Although glucose is the quickest source of energy for the body, most of the time we we burn a combination of both glucose and fat for fuel. However, the ratio of these two fuels changes with the intensity of the activity. For example, during an intense speed session, glycogen is the main source of fuel, however on a long slow run you would burn a higher percentage of fat and a lower percentage of carbohydrate. Every athlete is different though, and in a marathon, depending on how you’ve trained, some athletes may burn a higher percentage of fat than others. However, regardless of this no athlete is immune to hitting the wall!
Most elite male distance runners store approximately 2000-2400 kcal (or 400g) of glycogen in their muscles and liver. However the cost of running a marathon at a super fast 2:12 pace for example can be considerably higher (up to approx. 3,000 kcal) depending on how the individual utilises their fuel source and the way they have trained. Working out how the athlete fuels (are they primarily a fat burner or carbohydrate burner?) can be done in a lab or simply by trial and error in training. Every runner has different and specific nutritional needs for optimal performance. The best ways to find out what works for you are by experimenting through trial and error and making fueling practice a regular part of your marathon-specific workouts. But as a general rule, if no carbohydrate is taken on during the race the body would run out of its glycogen stores by around the 20 mile mark and unfortunately, the side effect of dwindling glycogen stores is hitting the metaphorical wall with a reduction in running speed and what is likely to be a painfully slow last few miles!
The way to get around this is fueling, which may sound simple, however, getting fluids down when running 5 minute miles is easier said than done! So it helps to have something that at least tastes nice! We are fortunate and proud at Team NB MCR, to be supported by Science in Sport (SiS). The SiS GO gels and the SiS Go Electrolyte Powder are coming in particularly handy for Jonny who is currently in training for Berlin marathon. On his long runs he uses a combination of the SiS Go Gel (87kcal in 60ml (22g CHO) and the Go Electrolyte powder (40g (36g CHO) mixed into 500ml water for a 7% Carbohydrate solution. It’s important to work out what suits you , there is no one rule for everyone. SiS suggest that you aim for 60-90g of carbohydrate per hour. Experiment during long runs to see what works and then once you’ve found something that works stick to it and use it for race day. It is easy to over complicate things but staying hydrated and fueled by drinking every 3 miles or 5km keeps a regular input of calories and fluid going into the working muscles. Don’t rush it either, carry the bottle or gel with you and take your time rather than gulping down and feeling sick!
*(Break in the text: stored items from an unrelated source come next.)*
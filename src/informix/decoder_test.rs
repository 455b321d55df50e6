use pretty_assertions::assert_eq;

use crate::col::{ColumnDescription, ResultSetMetaData};
use crate::error::Error;
use crate::informix::data_type::InformixDataType;
use crate::informix::decoder::InformixRowDecoder;
use crate::protocol::decoder::RowDecoder;
use crate::resultset::RowView;
use crate::value::Value;

fn column(data_type: InformixDataType, name: &str, max_length: u32) -> ColumnDescription<InformixDataType> {
    ColumnDescription {
        data_type,
        sql_type: data_type.sql_type(),
        name: name.to_string(),
        max_length,
        constant_length: data_type.is_constant_length(),
        max_row_bytes: data_type.row_bytes(max_length),
    }
}

#[test]
fn varchar_length_prefix_moves_next_offset() {
    let metadata = ResultSetMetaData::new(
        vec![
            column(InformixDataType::VarChar, "name", 20),
            column(InformixDataType::Integer, "id", 4),
        ],
        None,
    );
    let mut row = vec![5];
    row.extend_from_slice(b"hello");
    row.extend_from_slice(&42i32.to_be_bytes());

    let decoder = InformixRowDecoder::new();
    let view = RowView::new(&row, &metadata, &decoder);
    assert_eq!(view.column_offset(1).unwrap(), 6);
    assert_eq!(&*view.get_string(0).unwrap(), "hello");
    assert_eq!(view.get_int(1).unwrap(), 42);
}

#[test]
fn constant_offsets_match_scanning() {
    let metadata = ResultSetMetaData::new(
        vec![
            column(InformixDataType::Integer, "a", 4),
            column(InformixDataType::Char, "b", 3),
            column(InformixDataType::Serial, "c", 4),
            column(InformixDataType::Char, "d", 1),
        ],
        Some(1),
    );
    let row = [0u8; 12];
    let decoder = InformixRowDecoder::new();
    for (index, column) in metadata.columns().iter().enumerate() {
        assert!(column.retrieve_by_offset());
        assert_eq!(
            decoder
                .find_row_column_offset(metadata.columns(), index, &row)
                .unwrap(),
            column.byte_array_row_offset()
        );
    }
}

#[test]
fn char_reads_declared_width() {
    let metadata = ResultSetMetaData::new(vec![column(InformixDataType::Char, "code", 4)], None);
    let decoder = InformixRowDecoder::new();
    let row = b"ab  ";
    let view = RowView::new(row, &metadata, &decoder);
    assert_eq!(&*view.get_string(0).unwrap(), "ab  ");
}

#[test]
fn big_endian_scalars() {
    let metadata = ResultSetMetaData::new(vec![column(InformixDataType::Integer, "n", 4)], None);
    let column = &metadata.columns()[0];
    let decoder = InformixRowDecoder::new();

    let row = [0xFF, 0xFE, 0x01, 0x02, 0x03, 0x04, 0x05, 0x06];
    assert_eq!(decoder.decode_byte(&row, 0, column).unwrap(), -1);
    assert_eq!(decoder.decode_short(&row, 0, column).unwrap(), -2);
    assert_eq!(decoder.decode_short(&row, 2, column).unwrap(), 0x0102);
    assert_eq!(decoder.decode_int(&row, 4, column).unwrap(), 0x0304_0506);
    assert_eq!(
        decoder.decode_long(&row, 0, column).unwrap(),
        i64::from_be_bytes(row)
    );

    let float = 1.5f32.to_bits().to_be_bytes();
    assert_eq!(decoder.decode_float(&float, 0, column).unwrap().to_bits(), 1.5f32.to_bits());
    let double = (-2.25f64).to_bits().to_be_bytes();
    assert_eq!(
        decoder.decode_double(&double, 0, column).unwrap().to_bits(),
        (-2.25f64).to_bits()
    );
}

#[test]
fn objects_follow_column_type() {
    let metadata = ResultSetMetaData::new(
        vec![
            column(InformixDataType::Serial, "id", 4),
            column(InformixDataType::VarChar, "tag", 10),
        ],
        None,
    );
    let mut row = 7i32.to_be_bytes().to_vec();
    row.extend_from_slice(&[2, b'o', b'k']);

    let decoder = InformixRowDecoder::new();
    let view = RowView::new(&row, &metadata, &decoder);
    assert_eq!(view.get_object(0).unwrap(), Value::Int(7));
    assert_eq!(view.get_object(1).unwrap(), Value::string("ok"));
}

#[test]
fn wrong_and_unsupported_types() {
    let metadata = ResultSetMetaData::new(
        vec![
            column(InformixDataType::Integer, "n", 4),
            column(InformixDataType::Char, "c", 2),
        ],
        None,
    );
    let row = [0, 0, 0, 1, b'x', b'y'];
    let decoder = InformixRowDecoder::new();
    let view = RowView::new(&row, &metadata, &decoder);

    assert!(matches!(
        view.get_string(0),
        Err(Error::WrongColumnType { index: 0, .. })
    ));
    assert!(matches!(view.get_int(1), Err(Error::WrongColumnType { index: 1, .. })));
    assert!(matches!(
        decoder.decode_date(&row, 0, &metadata.columns()[0]),
        Err(Error::Unsupported(_))
    ));
}

#[test]
fn truncated_varchar_is_a_protocol_error() {
    let metadata = ResultSetMetaData::new(vec![column(InformixDataType::VarChar, "s", 10)], None);
    let decoder = InformixRowDecoder::new();
    let row = [9, b'a'];
    let view = RowView::new(&row, &metadata, &decoder);
    assert!(matches!(view.get_string(0), Err(Error::ProtocolError(_))));
}

#[cfg(feature = "value-cache")]
#[test]
fn short_strings_are_interned() {
    let metadata = ResultSetMetaData::new(vec![column(InformixDataType::VarChar, "code", 8)], None);
    let decoder = InformixRowDecoder::new();
    let first_row = [2, b'O', b'K'];
    let second_row = [2, b'O', b'K'];

    let first = RowView::new(&first_row, &metadata, &decoder).get_string(0).unwrap();
    let second = RowView::new(&second_row, &metadata, &decoder).get_string(0).unwrap();
    assert!(std::sync::Arc::ptr_eq(&first, &second));
}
There is one final trap that’s possible to fall into…….you’ve done the training and have worked out when and what gels/drinks your going to take on during the race. If you’ve tapered well, the likelihood is that you will be feeling fresh and quite good for the first half of the race. It’s easy in these situations to fall into the trap of thinking that you don’t need to fuel because you are feeling good, far better than you usually do at this point in training, so you skip a few feeding stations. However, in a marathon this is likely to come back to bite you! Not fueling adequately during the first half is likely to be a recipe for a painful and slow second half, so I guess the message is don’t just save the gels and drinks for when the going gets tough….as it is often too late!